Kenwood Handrührgerät

ISI Espuma-Siphon

Pürierstab (Stabmixer)

Knethaken der Küchenmaschine

Rührschüssel

Schneebesen der Küchenmaschine

Flachrührer (damit werden Streusel hergestellt)

TEIGE

Teige sind der allerwichtigste Grundbaustein für Torten und Törtchen, Gebäcke und Desserts. Mürbeteig, Blätterteig, Biskuit und Co. halten unsere Backwerke zusammen oder bilden die Grundlage für zauberhafte Kunstwerke. Aus jedem der hier vorgestellten Teige können Sie unzählige Abwandlungen und Geschmacksrichtungen kreieren, z. B. indem Sie den Teig mit Vanille, Schokolade oder Nüssen veredeln.

Leichter Hefeteig (Direkte Teigführung)

ERGIBT 1800 G TEIG

Zubereitung:30 Minuten plus 1 ½–2 Stunden zum Gehen

Backzeit:je nach Rezept

Backtemperatur:je nach Rezept

450 g Vollmilch

50 g frische Hefe

1 kg Mehl (Type 405), mehr nach Bedarf

60 g Eigelb

120 g Zucker

16 g Salz

2 TL Abrieb von 1 unbehandelten Zitrone

Mark von 1 Vanilleschote

140 g zimmerwarme Süßrahmbutter

In einem Topf die Milch auf 38 °C erwärmen (siehe Hinweis Seite 18), dann die Hefe hineinbröckeln und darin unter Rühren auflösen.

Das Mehl in die Rührschüssel der Küchenmaschine geben und in die Mitte eine Mulde drücken. Die aufgeschlämmte Milch-Hefe-Mischung hineingießen und mit etwas Mehl vom Rand bedecken. Das Eigelb, den Zucker, das Salz, den Zitronenabrieb und das Vanillemark dazugeben und grob untermischen. Die weiche Butter in kleinen Würfeln dazugeben.

Alles in der Küchenmaschine mit dem Knethaken bei mittlerer Geschwindigkeit in etwa 15 Minuten zu einem geschmeidigen Teig verkneten. Der Teig ist fertig, wenn er eine glatte Konsistenz hat, glänzt und nicht mehr klebrig ist. Sollte er kleben, noch etwas Mehl dazugeben und unterkneten.

Den Teig zu einer Kugel formen und in eine Schüssel legen. Mit einem feuchten Tuch bedecken und den Teig bei Zimmertemperatur 1 ½–2 Stunden gehen lassen, bis sich sein Volumen verdoppelt hat.

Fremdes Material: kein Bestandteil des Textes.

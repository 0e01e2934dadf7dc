use crate::dispatcher::{Dispatcher, DispatcherMetricsSnapshot};
use crate::reaper::{ReaperMetricsSnapshot, ZombieReaper};
use baton_audit::AuditMetricsSnapshot;
use baton_gateway::GatewayMetricsSnapshot;
use baton_governor::{AgentHealth, ConnectionGovernor, EndpointStats};
use chrono::{DateTime, Utc};
use serde::Serialize;
use std::collections::BTreeMap;

/// Point-in-time view of every component's counters, as served by
/// `GET /metrics`.
#[derive(Debug, Clone, Serialize)]
pub struct MetricsSnapshot {
    /// When the snapshot was taken.
    pub taken_at: DateTime<Utc>,
    /// Live tasks per state.
    pub tasks: BTreeMap<String, usize>,
    /// Archived tasks.
    pub archived_tasks: usize,
    /// Dispatcher counters.
    pub dispatcher: DispatcherMetricsSnapshot,
    /// Audit pass rates and latency.
    pub audit: AuditMetricsSnapshot,
    /// CAUTION results waiting for review.
    pub pending_cautions: usize,
    /// Escalations raised so far.
    pub escalations: usize,
    /// Translation and round-trip latency.
    pub gateway: GatewayMetricsSnapshot,
    /// Per-endpoint governor statistics.
    pub endpoints: Vec<EndpointStats>,
    /// Per-agent health.
    pub agents: BTreeMap<String, AgentHealth>,
    /// Reaper counters.
    pub reaper: ReaperMetricsSnapshot,
}

impl MetricsSnapshot {
    /// Collects a snapshot.
    pub fn collect(
        dispatcher: &Dispatcher,
        governor: &ConnectionGovernor,
        reaper: &ZombieReaper,
    ) -> Self {
        let ledger = dispatcher.ledger();
        Self {
            taken_at: Utc::now(),
            tasks: ledger.counts_by_state(),
            archived_tasks: ledger.archived_len(),
            dispatcher: dispatcher.metrics(),
            audit: dispatcher.pipeline().metrics(),
            pending_cautions: dispatcher.audits().pending_cautions().len(),
            escalations: dispatcher.escalations().len(),
            gateway: dispatcher.gateway().metrics(),
            endpoints: governor.stats(),
            agents: dispatcher.registry().health().snapshot(),
            reaper: reaper.metrics(),
        }
    }
}
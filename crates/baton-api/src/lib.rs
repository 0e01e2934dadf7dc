//! HTTP surface of Baton.
//!
//! Operational routes expose the task ledger, audit history, escalations
//! and metrics, and accept CAUTION decisions and cancellations. The
//! `/external/tasks` routes speak the external agent protocol so that other
//! agents can hand tasks to Baton's internal workers.
//!
//! | route | purpose |
//! |---|---|
//! | `GET /health` | liveness and task counts |
//! | `POST /tasks`, `GET /tasks` | submit, list |
//! | `GET /tasks/{id}` | one task |
//! | `GET /tasks/{id}/history` | state changes |
//! | `GET /tasks/{id}/audits` | audit results and reviews |
//! | `POST /tasks/{id}/cancel` | cancel before execution |
//! | `POST /tasks/{id}/caution` | accept or reject a CAUTION result |
//! | `GET /agents`, `GET /escalations`, `GET /metrics` | registry, escalations, counters |
//! | `POST /external/tasks` | inbound external task |
//! | `GET /external/tasks/{id}[/result]` | external status and result |
//! | `POST /external/tasks/{id}/cancel` | external cancel |

/// Error to response mapping.
pub mod error;
/// API key middleware.
pub mod middleware;
/// Router and handlers.
pub mod server;

pub use error::{status_for, ApiError};
pub use middleware::AuthConfig;
pub use server::{ApiServer, ApiState, TaskView};
#![allow(clippy::unwrap_used, clippy::expect_used)]

use baton_core::{BatonError, FailureReason, ProtocolBinding, Task, TaskError, TaskState};
use baton_ledger::{TaskLedger, TransitionPayload};
use chrono::Duration;
use std::sync::Arc;
use uuid::Uuid;

fn task() -> Task {
    Task::new(
        Uuid::new_v4(),
        "planner",
        "coder",
        "implement",
        ProtocolBinding::Internal,
        Duration::minutes(5),
    )
}

// ---------------------------------------------------------------------------
// 1. Racing writers: exactly one wins each edge
// ---------------------------------------------------------------------------

#[tokio::test(flavor = "multi_thread", worker_threads = 8)]
async fn test_concurrent_writers_apply_exactly_one_transition() {
    let ledger = Arc::new(TaskLedger::new());
    let id = ledger.create(task()).unwrap();

    let mut handles = Vec::new();
    for i in 0..32 {
        let ledger = ledger.clone();
        handles.push(tokio::spawn(async move {
            let to = if i % 2 == 0 {
                TaskState::Accepted
            } else {
                TaskState::Cancelled
            };
            ledger.transition(id, TaskState::Pending, to, TransitionPayload::none())
        }));
    }

    let mut ok = 0;
    for handle in handles {
        match handle.await.unwrap() {
            Ok(_) => ok += 1,
            Err(BatonError::InvalidTransition { .. }) => {}
            Err(other) => panic!("unexpected error {other}"),
        }
    }
    assert_eq!(ok, 1);
    assert_eq!(ledger.history(id).unwrap().len(), 1);
}

// ---------------------------------------------------------------------------
// 2. Reaper and worker race on an in-progress task
// ---------------------------------------------------------------------------

#[tokio::test(flavor = "multi_thread", worker_threads = 4)]
async fn test_force_fail_and_completion_are_mutually_exclusive() {
    for _ in 0..50 {
        let ledger = Arc::new(TaskLedger::new());
        let id = ledger.create(task()).unwrap();
        ledger
            .transition(id, TaskState::Pending, TaskState::Accepted, TransitionPayload::none())
            .unwrap();
        ledger
            .transition(
                id,
                TaskState::Accepted,
                TaskState::InProgress,
                TransitionPayload::none(),
            )
            .unwrap();

        let l1 = ledger.clone();
        let complete = tokio::spawn(async move {
            l1.transition(
                id,
                TaskState::InProgress,
                TaskState::Completed,
                TransitionPayload::none(),
            )
        });
        let l2 = ledger.clone();
        let expire = tokio::spawn(async move {
            l2.force_fail(
                id,
                TaskState::InProgress,
                TaskError::new(FailureReason::Expired, "in-progress ceiling exceeded"),
            )
        });

        let a = complete.await.unwrap().is_ok();
        let b = expire.await.unwrap().is_ok();
        assert!(a ^ b, "exactly one writer must win");
        let final_state = ledger.get(id).unwrap().state;
        assert!(final_state.is_terminal());
        assert_eq!(ledger.history(id).unwrap().len(), 3);
    }
}

// ---------------------------------------------------------------------------
// 3. Snapshots are immutable views
// ---------------------------------------------------------------------------

#[test]
fn test_snapshot_does_not_change_after_transition() {
    let ledger = TaskLedger::new();
    let id = ledger.create(task()).unwrap();
    let before = ledger.get(id).unwrap();
    ledger
        .transition(id, TaskState::Pending, TaskState::Accepted, TransitionPayload::none())
        .unwrap();
    assert_eq!(before.state, TaskState::Pending);
    assert_eq!(ledger.get(id).unwrap().state, TaskState::Accepted);
}

// ---------------------------------------------------------------------------
// 4. Unknown ids
// ---------------------------------------------------------------------------

#[test]
fn test_unknown_task_is_not_found() {
    let ledger = TaskLedger::new();
    let id = Uuid::new_v4();
    assert!(matches!(ledger.get(id), Err(BatonError::TaskNotFound(_))));
    assert!(matches!(
        ledger.transition(id, TaskState::Pending, TaskState::Accepted, TransitionPayload::none()),
        Err(BatonError::TaskNotFound(_))
    ));
}
use baton_core::{BatonError, BatonResult};
use serde::{Deserialize, Serialize};
use std::time::Duration;

/// Limits and health settings for one governed endpoint.
#[derive(Debug, Clone, PartialEq, Serialize, Deserialize)]
pub struct EndpointConfig {
    /// Endpoint name, used as the routing key.
    pub name: String,
    /// Maximum simultaneous in-flight calls.
    #[serde(default = "default_max_concurrency")]
    pub max_concurrency: usize,
    /// Requests allowed per `interval_ms`. Zero disables rate limiting.
    #[serde(default = "default_max_requests")]
    pub max_requests: u32,
    /// Rate limit window in milliseconds.
    #[serde(default = "default_interval_ms")]
    pub interval_ms: u64,
    /// Maximum callers waiting for admission.
    #[serde(default = "default_queue_depth")]
    pub queue_depth: usize,
    /// Smoothing factor of the health score, in `(0, 1]`.
    #[serde(default = "default_health_alpha")]
    pub health_alpha: f64,
    /// Base URL of an HTTP tool endpoint, when the endpoint is a remote tool.
    #[serde(default)]
    pub url: Option<String>,
}

fn default_max_concurrency() -> usize {
    10
}
fn default_max_requests() -> u32 {
    100
}
fn default_interval_ms() -> u64 {
    1_000
}
fn default_queue_depth() -> usize {
    50
}
fn default_health_alpha() -> f64 {
    0.2
}

impl EndpointConfig {
    /// Config with default limits.
    pub fn new(name: impl Into<String>) -> Self {
        Self {
            name: name.into(),
            max_concurrency: default_max_concurrency(),
            max_requests: default_max_requests(),
            interval_ms: default_interval_ms(),
            queue_depth: default_queue_depth(),
            health_alpha: default_health_alpha(),
            url: None,
        }
    }

    /// Sets concurrency and queue depth.
    pub fn with_limits(mut self, max_concurrency: usize, queue_depth: usize) -> Self {
        self.max_concurrency = max_concurrency;
        self.queue_depth = queue_depth;
        self
    }

    /// Sets the request rate.
    pub fn with_rate(mut self, max_requests: u32, interval: Duration) -> Self {
        self.max_requests = max_requests;
        self.interval_ms = interval.as_millis() as u64;
        self
    }

    /// Sets the health smoothing factor.
    pub fn with_health_alpha(mut self, alpha: f64) -> Self {
        self.health_alpha = alpha;
        self
    }

    /// Sets the remote tool URL.
    pub fn with_url(mut self, url: impl Into<String>) -> Self {
        self.url = Some(url.into());
        self
    }

    /// Rejects configurations the governor cannot enforce.
    pub fn validate(&self) -> BatonResult<()> {
        if self.name.trim().is_empty() {
            return Err(BatonError::Config("endpoint name must not be empty".into()));
        }
        if self.max_concurrency == 0 {
            return Err(BatonError::Config(format!(
                "endpoint '{}': max_concurrency must be at least 1",
                self.name
            )));
        }
        if self.max_requests > 0 && self.interval_ms == 0 {
            return Err(BatonError::Config(format!(
                "endpoint '{}': interval_ms must be positive when max_requests is set",
                self.name
            )));
        }
        if !(self.health_alpha > 0.0 && self.health_alpha <= 1.0) {
            return Err(BatonError::Config(format!(
                "endpoint '{}': health_alpha must be in (0, 1]",
                self.name
            )));
        }
        Ok(())
    }
}

#[cfg(test)]
#[allow(clippy::unwrap_used, clippy::expect_used)]
mod tests {
    use super::*;

    #[test]
    fn test_defaults_from_toml_like_json() {
        let cfg: EndpointConfig = serde_json::from_str(r#"{"name": "docs"}"#).unwrap();
        assert_eq!(cfg.max_concurrency, 10);
        assert_eq!(cfg.queue_depth, 50);
        assert!(cfg.validate().is_ok());
    }

    #[test]
    fn test_validate_rejects_bad_values() {
        assert!(EndpointConfig::new("a").with_limits(0, 5).validate().is_err());
        assert!(EndpointConfig::new("a")
            .with_health_alpha(0.0)
            .validate()
            .is_err());
        assert!(EndpointConfig::new("a")
            .with_rate(5, Duration::ZERO)
            .validate()
            .is_err());
        assert!(EndpointConfig::new(" ").validate().is_err());
    }
}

Anschließend den Teig auf eine bemehlte Arbeitsfläche oder eine Backmatte legen und die Luft mit den Händen wieder herauskneten. Danach den Teig je nach Rezept weiterverarbeiten.

Für Blechkuchen, Bienenstich, Plundergebäck, Hefezöpfe, Krapfen und Fettgebäck

Schwerer Hefeteig (Indirekte Führung mit Vorteig)

ERGIBT 890 G TEIG

Zubereitung:30 Minuten plus 2 ½–3 Stunden zum Gehen

Backzeit:je nach Rezept

Backtemperatur:je nach Rezept

Für den Vorteig

100 g Mehl (Type 405)

105 g Vollmilch

30 g frische Hefe

Für den Hefeteig

320 g Mehl (Type 405), mehr zum Verarbeiten

60 g Zucker

2 g Salz

50 g Vollei

4 g Abrieb von 1 unbehandelten Zitrone

Mark von 2 Vanilleschoten

225 g zimmerwarme Süßrahmbutter

Für den Vorteig das Mehl in die Rührschüssel der Küchenmaschine geben und in die Mitte eine Mulde drücken. In einem Topf die Milch lauwarm erwärmen (etwa 38 °C; siehe Hinweis), dann die Hefe hineinbröckeln und darin unter Rühren auflösen.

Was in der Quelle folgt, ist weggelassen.